Indeed, fears of the chaos even one country’s exit would cause has proved to be a powerful glue holding the euro-zone together during its debt crisis. Since then, there has been a flurry of changes meant to bind it still tighter, most notably, closer and more consistent supervision of banks and tougher fiscal rules.

Yet the work isn’t fully done: The Continent-wide “banking union” is still elusive, and there is little movement toward the more-distant goal of the sort of federal treasury and budget that would redistribute money across the 50 states of the U.S. A host of euro skeptic parties have been making strides in opinion polls, so the prospects for either have receded further.

The euro, as a financial instrument, has declined since early 2014, when it was near $1.40. But that shift has been led by a sharp divergence in monetary policy: The U.S. Federal Reserve is moving away from monetary easing, while the European Central Bank is deep in an experiment of negative interest rates. To a large degree, a weak euro would be a good thing for the euro zone’s efforts to build exports and return ultralow inflation to healthier levels.

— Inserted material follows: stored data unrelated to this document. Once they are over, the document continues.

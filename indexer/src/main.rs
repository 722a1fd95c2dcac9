use anyhow::{Context, Result};
use clap::{Parser, Subcommand};
use ranker_core::build::{build_index, BuildConfig};
use ranker_core::persist::{IndexPaths, PostingsEncoding};
use std::path::PathBuf;
use std::time::Instant;
use tracing_subscriber::{fmt, EnvFilter};

#[derive(Parser)]
#[command(name = "indexer")]
#[command(about = "Build a vector-space postings index from a document directory", long_about = None)]
struct Cli {
    #[command(subcommand)]
    command: Commands,
}

#[derive(Subcommand)]
enum Commands {
    /// Index every document in a directory whose file names are numeric document ids
    Build {
        /// Directory of documents
        #[arg(short = 'i', long)]
        input: PathBuf,
        /// Output dictionary (JSON metadata) file
        #[arg(short = 'd', long)]
        dictionary: PathBuf,
        /// Output postings file
        #[arg(short = 'p', long)]
        postings: PathBuf,
        /// Postings encoding: text or binary
        #[arg(long, default_value_t = PostingsEncoding::Text)]
        encoding: PostingsEncoding,
    },
}

fn main() -> Result<()> {
    fmt().with_env_filter(EnvFilter::from_default_env()).init();
    let cli = Cli::parse();

    match cli.command {
        Commands::Build { input, dictionary, postings, encoding } => {
            let start = Instant::now();
            let paths = IndexPaths::new(&dictionary, &postings);
            let summary = build_index(&input, &paths, &BuildConfig { encoding })
                .with_context(|| format!("building index from {}", input.display()))?;
            tracing::info!(
                num_docs = summary.num_docs,
                num_terms = summary.num_terms,
                elapsed_ms = start.elapsed().as_millis() as u64,
                "done"
            );
            Ok(())
        }
    }
}
//! Bounded best-of-N selection over a document score map.
//!
//! Heapify all candidates in O(n), pop the best `k`, then keep popping while
//! the next entry ties the k-th score exactly. Only that small boundary set
//! is sorted before truncating back to `k`.

use crate::DocId;
use std::cmp::{Ordering, Reverse};
use std::collections::{BinaryHeap, HashMap};

/// Default number of results per query.
pub const DEFAULT_K: usize = 10;

#[derive(Debug, Clone, Copy, PartialEq)]
pub struct ScoredDoc {
    pub doc_id: DocId,
    pub score: f64,
}

/// Ranking key `(-score, doc_id)`: smaller keys are better results.
#[derive(Debug, Clone, Copy)]
struct RankKey(ScoredDoc);

impl Ord for RankKey {
    fn cmp(&self, other: &Self) -> Ordering {
        other.0.score.total_cmp(&self.0.score).then(self.0.doc_id.cmp(&other.0.doc_id))
    }
}

impl PartialOrd for RankKey {
    fn partial_cmp(&self, other: &Self) -> Option<Ordering> {
        Some(self.cmp(other))
    }
}

impl PartialEq for RankKey {
    fn eq(&self, other: &Self) -> bool {
        self.cmp(other) == Ordering::Equal
    }
}

impl Eq for RankKey {}

/// Up to `k` documents by descending score, ties by ascending doc id.
pub fn top_k(scores: &HashMap<DocId, f64>, k: usize) -> Vec<ScoredDoc> {
    if k == 0 || scores.is_empty() {
        return Vec::new();
    }
    let keys: Vec<Reverse<RankKey>> = scores
        .iter()
        .map(|(&doc_id, &score)| Reverse(RankKey(ScoredDoc { doc_id, score })))
        .collect();
    // min-heap over rank keys
    let mut heap = BinaryHeap::from(keys);

    let mut selected: Vec<ScoredDoc> = Vec::with_capacity(k.min(heap.len()));
    while selected.len() < k {
        match heap.pop() {
            Some(Reverse(RankKey(doc))) => selected.push(doc),
            None => break,
        }
    }

    if let Some(cutoff) = selected.last().map(|d| d.score) {
        while let Some(Reverse(RankKey(next))) = heap.peek() {
            if next.score != cutoff {
                break;
            }
            selected.push(*next);
            heap.pop();
        }
    }

    selected.sort_by(|a, b| RankKey(*a).cmp(&RankKey(*b)));
    selected.truncate(k);
    selected
}

/// Render ranked doc ids as one space separated result line.
pub fn format_line(ranked: &[ScoredDoc]) -> String {
    ranked.iter().map(|d| d.doc_id.to_string()).collect::<Vec<_>>().join(" ")
}
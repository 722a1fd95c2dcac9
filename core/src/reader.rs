use crate::persist::{IndexMeta, PostingsEncoding};
use crate::{IndexError, Posting, Result};
use std::fs::File;
use std::io::{Read, Seek, SeekFrom};
use std::path::Path;

/// Random-access reader for the postings file. Every lookup seeks to the
/// run recorded in the dictionary and reads exactly its bytes.
pub struct PostingsReader<R> {
    inner: R,
    encoding: PostingsEncoding,
    buf: Vec<u8>,
}

impl PostingsReader<File> {
    pub fn open(path: &Path, encoding: PostingsEncoding) -> Result<Self> {
        Ok(Self::new(File::open(path)?, encoding))
    }
}

impl<R: Read + Seek> PostingsReader<R> {
    pub fn new(inner: R, encoding: PostingsEncoding) -> Self {
        Self { inner, encoding, buf: Vec::new() }
    }

    /// Postings for `term`, or an empty list when the term was never indexed.
    pub fn postings(&mut self, meta: &IndexMeta, term: &str) -> Result<Vec<Posting>> {
        let Some(entry) = meta.entry(term) else {
            return Ok(Vec::new());
        };
        self.inner.seek(SeekFrom::Start(entry.offset))?;
        // bounded by the file, not by the recorded length
        self.buf.clear();
        let read = (&mut self.inner).take(entry.length).read_to_end(&mut self.buf)?;
        if read as u64 != entry.length {
            return Err(IndexError::corrupt(
                term,
                format!("region {}+{} runs past end of postings file", entry.offset, entry.length),
            ));
        }
        self.encoding.decode_run(term, &self.buf)
    }
}
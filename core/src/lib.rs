pub mod build;
pub mod corpus;
pub mod engine;
pub mod error;
pub mod persist;
pub mod postings;
pub mod reader;
pub mod scorer;
pub mod tokenizer;
pub mod topk;

use serde::{Deserialize, Serialize};

pub use error::{IndexError, Result};

pub type DocId = u32;

/// One entry of a postings run: a document and its log-weighted term frequency.
#[derive(Debug, Clone, Copy, PartialEq, Serialize, Deserialize)]
pub struct Posting {
    pub doc_id: DocId,
    pub weight: f64, // 1 + log10(tf)
}

impl Posting {
    pub fn from_tf(doc_id: DocId, tf: u32) -> Self {
        Self { doc_id, weight: log_tf(tf) }
    }
}

/// Logarithmically dampened term frequency. Callers never pass `tf == 0`.
#[inline]
pub fn log_tf(tf: u32) -> f64 {
    debug_assert!(tf > 0);
    1.0 + (tf as f64).log10()
}
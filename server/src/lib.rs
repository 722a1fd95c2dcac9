use anyhow::Result;
use axum::{extract::{Query, State}, http::StatusCode, routing::get, Json, Router};
use parking_lot::Mutex;
use ranker_core::engine::{QueryConfig, QueryEngine};
use ranker_core::persist::IndexPaths;
use ranker_core::topk::DEFAULT_K;
use serde::{Deserialize, Serialize};
use std::fs::File;
use std::sync::Arc;
use tower_http::cors::{AllowOrigin, Any, CorsLayer};
use tower_http::trace::TraceLayer;

/// Largest `k` a single request may ask for.
pub const MAX_K: usize = 100;

#[derive(Deserialize)]
pub struct SearchParams {
    pub q: String,
    #[serde(default = "default_k")]
    pub k: usize,
}
fn default_k() -> usize { DEFAULT_K }

#[derive(Serialize)]
pub struct SearchResponse {
    pub query: String,
    pub took_s: f64,
    pub results: Vec<SearchHit>,
}

#[derive(Serialize)]
pub struct SearchHit {
    pub doc_id: u32,
    pub score: f64,
}

/// The postings handle has a single cursor, so requests take turns on it.
#[derive(Clone)]
pub struct AppState {
    pub engine: Arc<Mutex<QueryEngine<File>>>,
}

pub fn build_app(paths: &IndexPaths, timing: bool) -> Result<Router> {
    let engine = QueryEngine::open(paths, QueryConfig { top_k: DEFAULT_K, timing })?;
    tracing::info!(terms = engine.meta().dictionary.len(), documents = engine.meta().lengths.len(), "index loaded");
    let app_state = AppState { engine: Arc::new(Mutex::new(engine)) };

    // CORS: read CORS_ALLOW_ORIGIN (comma-separated) or allow Any by default
    let cors = match std::env::var("CORS_ALLOW_ORIGIN") {
        Ok(val) => {
            let origins: Vec<_> = val
                .split(',')
                .filter_map(|s| s.trim().parse().ok())
                .collect();
            if origins.is_empty() {
                CorsLayer::new().allow_origin(Any).allow_methods(Any).allow_headers(Any)
            } else {
                CorsLayer::new().allow_origin(AllowOrigin::list(origins)).allow_methods(Any).allow_headers(Any)
            }
        }
        Err(_) => CorsLayer::new().allow_origin(Any).allow_methods(Any).allow_headers(Any),
    };

    let app = Router::new()
        .route("/health", get(|| async { "ok" }))
        .route("/search", get(search_handler))
        .with_state(app_state)
        .layer(cors)
        .layer(TraceLayer::new_for_http());
    Ok(app)
}

pub async fn search_handler(
    State(state): State<AppState>,
    Query(params): Query<SearchParams>,
) -> Result<Json<SearchResponse>, (StatusCode, String)> {
    let start = std::time::Instant::now();
    let k = params.k.clamp(1, MAX_K);
    let engine = Arc::clone(&state.engine);
    let query = params.q.clone();
    // postings reads are blocking file I/O
    let ranked = tokio::task::spawn_blocking(move || {
        let mut guard = engine.lock();
        guard.search_k(&query, k)
    })
        .await
        .map_err(|e| (StatusCode::INTERNAL_SERVER_ERROR, e.to_string()))?
        .map_err(|e| {
            tracing::warn!(query = %params.q, error = %e, "search failed");
            (StatusCode::INTERNAL_SERVER_ERROR, e.to_string())
        })?;

    let results = ranked.into_iter().map(|d| SearchHit { doc_id: d.doc_id, score: d.score }).collect();
    let elapsed = start.elapsed();
    Ok(Json(SearchResponse { query: params.q, took_s: elapsed.as_secs_f64(), results }))
}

This monetary-policy split will likely continue to keep the euro depressed, but politics in the region are looming as a force.

Outlook for 2017: There are a few key themes that should increasingly play out in 2017. Overall, 2017 should be a year characterized by increasing emphasis on fiscal policy to stimulate the economy, rising interest rates, continuing U.S. dollar strength, firming commodity prices, and plenty of volatility to go around – both internationally and domestically. What appears certain is that President-elect Donald Trump will inherit an economy that is doing quite well. The U.S. economy grew by 3.5% during the third quarter and is on pace to expand 2% or so in the fourth.

However, this strong pace of expansion is unlikely to be maintained through 2017. Despite one-off export strength last quarter, net exports look to remain a drag on growth during 2017 given the dollar rally. Moreover, dollar strength and elevated uncertainty is likely to weigh on business spending, although the diminishing drag from the energy sector and resilient U.S. consumer should help lift investment in 2017. On a more optimistic note, residential investment should fare well despite higher interest rates, with existing home sales looking to end 2016 with a bang.

Overall, while it is believed the higher dollar and interest rates will take some steam out of U.S. economic growth in 2017, the economic expansion will remain resilient at just above 2%. This will enable the economy to continue eating up whatever slack remains, with the ensuing wage pressure helping lift inflation closer to the Fed’s 2% target. Given the monetary tightening that has already taken place, the Fed is likely to proceed cautiously going forward.

There are a number of headwinds and tailwinds facing the U.S. economy in 2017. Chief among these is the evolution of U.S. fiscal policy. So far, financial markets have focused on the potential upside of the President-elect’s campaign platform, but there are also some downsides. Key platform planks such as tighter immigration or more restrictive trade policies are inflationary, likely negative for growth, especially over the longer-term. Markets have also ignored the potential economic drag from any offsetting spending restraint that may be imposed if Congress won’t tolerate ballooning deficits. Still, one cannot ignore the potential upside from the large package of tax cuts and infrastructure spending that may be coming down the road. Republican tax cuts and infrastructure plans range from 2% of GDP under the House Republican proposals, to 3% under Trump’s platform. Corporate income tax cuts in particular could be an impetus to business spending which has been weak in recent years.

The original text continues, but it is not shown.